Exercise aim
Copy every line of the records below where the word "usize" occurs.

(Items listed in a dataset)
^^^^

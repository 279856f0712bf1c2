//! Panic recovery boundary.
//!
//! A handler that panics must not take the serving task down with it.
//! [`Recovery`] wraps an inner handler and catches any panic raised while it
//! runs, logging the payload once and finalizing the response as a generic
//! `500 Internal Server Error`. No panic detail reaches the client; the
//! diagnostic goes only to the [`Logger`].
//!
//! Panics and returned errors are deliberately different things here. An
//! `Err` from the inner handler is an *expected* failure — it passes through
//! this boundary untouched, unlogged, for the caller to deal with. A panic is
//! a programming bug (slice out of range, unwrap on `None`) and gets the
//! contain-log-and-500 treatment. A chain that is not wrapped in a boundary
//! keeps the host's default panic behavior.

use std::any::Any;
use std::fmt;
use std::panic::AssertUnwindSafe;
use std::sync::Arc;

use futures::FutureExt;
use http::StatusCode;
use tracing::error;

use crate::handler::{BoxedHandler, Handler, HandlerFuture};
use crate::middleware::Middleware;
use crate::request::Request;
use crate::response::ResponseWriter;

/// A diagnostic sink for recovered panics.
///
/// Called exactly once per recovered panic, with the formatted payload. The
/// logger is shared by every in-flight request, so implementations must be
/// safe to call concurrently. Best-effort: the boundary does not handle
/// logger failures.
pub trait Logger: Send + Sync {
    fn log(&self, args: fmt::Arguments<'_>);
}

/// One logger for many chains.
impl<L: Logger + ?Sized> Logger for Arc<L> {
    fn log(&self, args: fmt::Arguments<'_>) {
        (**self).log(args)
    }
}

/// The default [`Logger`]: forwards diagnostics to `tracing::error!`.
#[derive(Clone, Copy)]
pub struct TracingLogger;

impl Logger for TracingLogger {
    fn log(&self, args: fmt::Arguments<'_>) {
        error!("{args}");
    }
}

/// A [`Handler`] that recovers from all panics raised by `inner`.
///
/// Wrap it outermost — typically around an entire [`chain`](crate::chain) —
/// so it contains panics from every layer beneath it:
///
/// ```rust,no_run
/// use strata::{chain_fn, Recovery, TracingLogger};
/// # use strata::{HandlerFuture, Request, ResponseWriter};
/// # fn index<'a>(_r: &'a Request, _w: &'a mut ResponseWriter) -> HandlerFuture<'a> {
/// #     Box::pin(async { Ok(()) })
/// # }
///
/// let app = Recovery::new(chain_fn(index, &[]), TracingLogger);
/// ```
pub struct Recovery<H, L> {
    inner: H,
    logger: L,
}

impl<H: Handler, L: Logger> Recovery<H, L> {
    pub fn new(inner: H, logger: L) -> Self {
        Self { inner, logger }
    }
}

impl<H: Handler, L: Logger> Handler for Recovery<H, L> {
    fn serve<'a>(&'a self, req: &'a Request, res: &'a mut ResponseWriter) -> HandlerFuture<'a> {
        Box::pin(async move {
            // The sink crosses the unwind boundary on purpose: whatever
            // partial state the failed handler left behind is finalized by
            // the 500 write below.
            let attempt = AssertUnwindSafe(self.inner.serve(req, &mut *res))
                .catch_unwind()
                .await;

            match attempt {
                Ok(outcome) => outcome,
                Err(payload) => {
                    self.logger
                        .log(format_args!("handler panic: {}", panic_message(&*payload)));
                    res.error(StatusCode::INTERNAL_SERVER_ERROR);
                    Ok(())
                }
            }
        })
    }
}

/// [`Recovery`] as a [`Middleware`], for use in slot zero of a chain list.
///
/// The logger is cloned into each chain the middleware wraps.
pub fn middleware<L>(logger: L) -> Middleware
where
    L: Logger + Clone + 'static,
{
    Arc::new(move |next| Arc::new(Recovery::new(next, logger.clone())) as BoxedHandler)
}

/// Textual form of a panic payload.
///
/// `panic!("…")` carries `&str`, `panic!("{x}")` carries `String`. Anything
/// else has no known representation.
fn panic_message(payload: &(dyn Any + Send)) -> &str {
    if let Some(s) = payload.downcast_ref::<&'static str>() {
        s
    } else if let Some(s) = payload.downcast_ref::<String>() {
        s.as_str()
    } else {
        "non-string panic payload"
    }
}
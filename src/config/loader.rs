//! Configuration loading from disk.

use std::path::Path;
use std::fs;
use crate::config::schema::BalancerConfig;
use crate::config::validation::{validate_config, ValidationError};

/// Error type for configuration loading.
#[derive(Debug)]
pub enum ConfigError {
    Io(std::io::Error),
    Parse(toml::de::Error),
    Validation(Vec<ValidationError>),
}

impl std::fmt::Display for ConfigError {
    fn fmt(&self, f: &mut std::fmt::Formatter<'_>) -> std::fmt::Result {
        match self {
            ConfigError::Io(e) => write!(f, "IO error: {}", e),
            ConfigError::Parse(e) => write!(f, "Parse error: {}", e),
            ConfigError::Validation(errors) => {
                write!(f, "Validation failed: ")?;
                for (i, err) in errors.iter().enumerate() {
                    if i > 0 { write!(f, ", ")?; }
                    write!(f, "{}", err)?;
                }
                Ok(())
            }
        }
    }
}

impl std::error::Error for ConfigError {}

/// Read and parse a TOML configuration file without validating it.
///
/// The binary merges command line overrides before validation, so parsing
/// and validation are kept separate.
pub fn read_config(path: &Path) -> Result<BalancerConfig, ConfigError> {
    let content = fs::read_to_string(path).map_err(ConfigError::Io)?;
    toml::from_str(&content).map_err(ConfigError::Parse)
}

/// Load and validate configuration from a TOML file.
pub fn load_config(path: &Path) -> Result<BalancerConfig, ConfigError> {
    let config = read_config(path)?;
    validate_config(&config).map_err(ConfigError::Validation)?;
    Ok(config)
}
//! HTTP protocol handling subsystem.
//!
//! # Data Flow
//! ```text
//! TCP connection
//!     → server.rs (Axum setup, request ID, client id = peer IP)
//!     → AffinityRouter picks a backend
//!     → upstream.rs (GET backend base URL, full body)
//!     → status + body relayed to client (502 / 503 on failure)
//!     → DispatchQueue (same request, forwarded again later)
//! ```

pub mod backend_service;
pub mod server;
pub mod upstream;

pub use server::{BalancerServer, FrontEnd};
pub use upstream::{Upstream, UpstreamResponse};
//! Load balancing subsystem.
//!
//! # Data Flow
//! ```text
//! Client identifier (remote IP)
//!     → pool.rs (healthy snapshot, taken under the pool lock)
//!     → affinity.rs (hash(client) % snapshot.len())
//!     → backend.rs (selected backend, or none → 503)
//! ```
//!
//! # Design Decisions
//! - Pool membership is fixed at startup; only health flags change
//! - One lock covers the whole pool so a snapshot never observes a partial update
//! - Unhealthy backends excluded from selection

pub mod affinity;
pub mod backend;
pub mod error;
pub mod pool;

pub use affinity::AffinityRouter;
pub use backend::Backend;
pub use error::{LoadBalancerError, LoadBalancerResult};
pub use pool::BackendPool;
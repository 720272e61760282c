//! Configuration schema definitions.
//!
//! This module defines the complete configuration structure for the balancer.
//! All types derive Serde traits for deserialization from config files.

use serde::{Deserialize, Serialize};

/// Root configuration for the load balancer.
#[derive(Debug, Clone, Deserialize, Serialize, Default)]
#[serde(default)]
pub struct BalancerConfig {
    /// Listener configuration (bind address).
    pub listener: ListenerConfig,

    /// Backend base URLs, in pool order (e.g. "http://127.0.0.1:3000").
    pub backends: Vec<String>,

    /// Health check settings.
    pub health_check: HealthCheckConfig,

    /// Rate limiting configuration.
    pub rate_limit: RateLimitConfig,

    /// Dispatch queue and worker pool settings.
    pub dispatch: DispatchConfig,

    /// Timeout configuration.
    pub timeouts: TimeoutConfig,

    /// Size limits.
    pub limits: LimitsConfig,

    /// Observability settings.
    pub observability: ObservabilityConfig,
}

/// Listener configuration.
#[derive(Debug, Clone, Deserialize, Serialize)]
#[serde(default)]
pub struct ListenerConfig {
    /// Bind address (e.g., "0.0.0.0:8080").
    pub bind_address: String,
}

impl Default for ListenerConfig {
    fn default() -> Self {
        Self {
            bind_address: "0.0.0.0:8080".to_string(),
        }
    }
}

/// Health check configuration.
#[derive(Debug, Clone, Deserialize, Serialize)]
#[serde(default)]
pub struct HealthCheckConfig {
    /// Enable active health checks.
    pub enabled: bool,

    /// Health check interval in seconds.
    pub interval_secs: u64,

    /// Upper bound on a single probe in seconds.
    pub timeout_secs: u64,
}

impl Default for HealthCheckConfig {
    fn default() -> Self {
        Self {
            enabled: true,
            interval_secs: 30,
            timeout_secs: 5,
        }
    }
}

/// Sliding window rate limiting configuration.
#[derive(Debug, Clone, Deserialize, Serialize)]
#[serde(default)]
pub struct RateLimitConfig {
    /// Apply the limiter in front of the balancer handler.
    pub enabled: bool,

    /// Requests admitted per client within one window.
    pub max_requests: usize,

    /// Window length in seconds.
    pub window_secs: u64,
}

impl Default for RateLimitConfig {
    fn default() -> Self {
        Self {
            enabled: false,
            max_requests: 5,
            window_secs: 60,
        }
    }
}

/// Dispatch queue configuration.
#[derive(Debug, Clone, Deserialize, Serialize, Default)]
#[serde(default)]
pub struct DispatchConfig {
    /// Number of workers draining the queue. Defaults to available parallelism.
    pub workers: Option<usize>,

    /// Bound on queued tasks. `None` keeps the queue unbounded.
    pub queue_capacity: Option<usize>,
}

impl DispatchConfig {
    /// Resolve the worker count.
    pub fn worker_count(&self) -> usize {
        self.workers.unwrap_or_else(|| {
            std::thread::available_parallelism()
                .map(|n| n.get())
                .unwrap_or(1)
        })
    }
}

/// Timeout configuration for various operations.
#[derive(Debug, Clone, Deserialize, Serialize)]
#[serde(default)]
pub struct TimeoutConfig {
    /// Request timeout (total time for request/response) in seconds.
    pub request_secs: u64,

    /// Timeout for a single forward to a backend in seconds.
    pub upstream_secs: u64,
}

impl Default for TimeoutConfig {
    fn default() -> Self {
        Self {
            request_secs: 60,
            upstream_secs: 30,
        }
    }
}

/// Size limits.
#[derive(Debug, Clone, Deserialize, Serialize)]
#[serde(default)]
pub struct LimitsConfig {
    /// Largest backend response body buffered for relay.
    pub max_body_bytes: usize,
}

impl Default for LimitsConfig {
    fn default() -> Self {
        Self {
            max_body_bytes: 2 * 1024 * 1024, // 2MB
        }
    }
}

/// Observability configuration.
#[derive(Debug, Clone, Deserialize, Serialize)]
#[serde(default)]
pub struct ObservabilityConfig {
    /// Log level (trace, debug, info, warn, error).
    pub log_level: String,

    /// Enable metrics endpoint.
    pub metrics_enabled: bool,

    /// Metrics endpoint bind address.
    pub metrics_address: String,
}

impl Default for ObservabilityConfig {
    fn default() -> Self {
        Self {
            log_level: "info".to_string(),
            metrics_enabled: false,
            metrics_address: "0.0.0.0:9090".to_string(),
        }
    }
}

^^^^

Response
    pub max_requests: usize,
    pub workers: Option<usize>,
    pub queue_capacity: Option<usize>,
    pub fn worker_count(&self) -> usize {
    pub max_body_bytes: usize,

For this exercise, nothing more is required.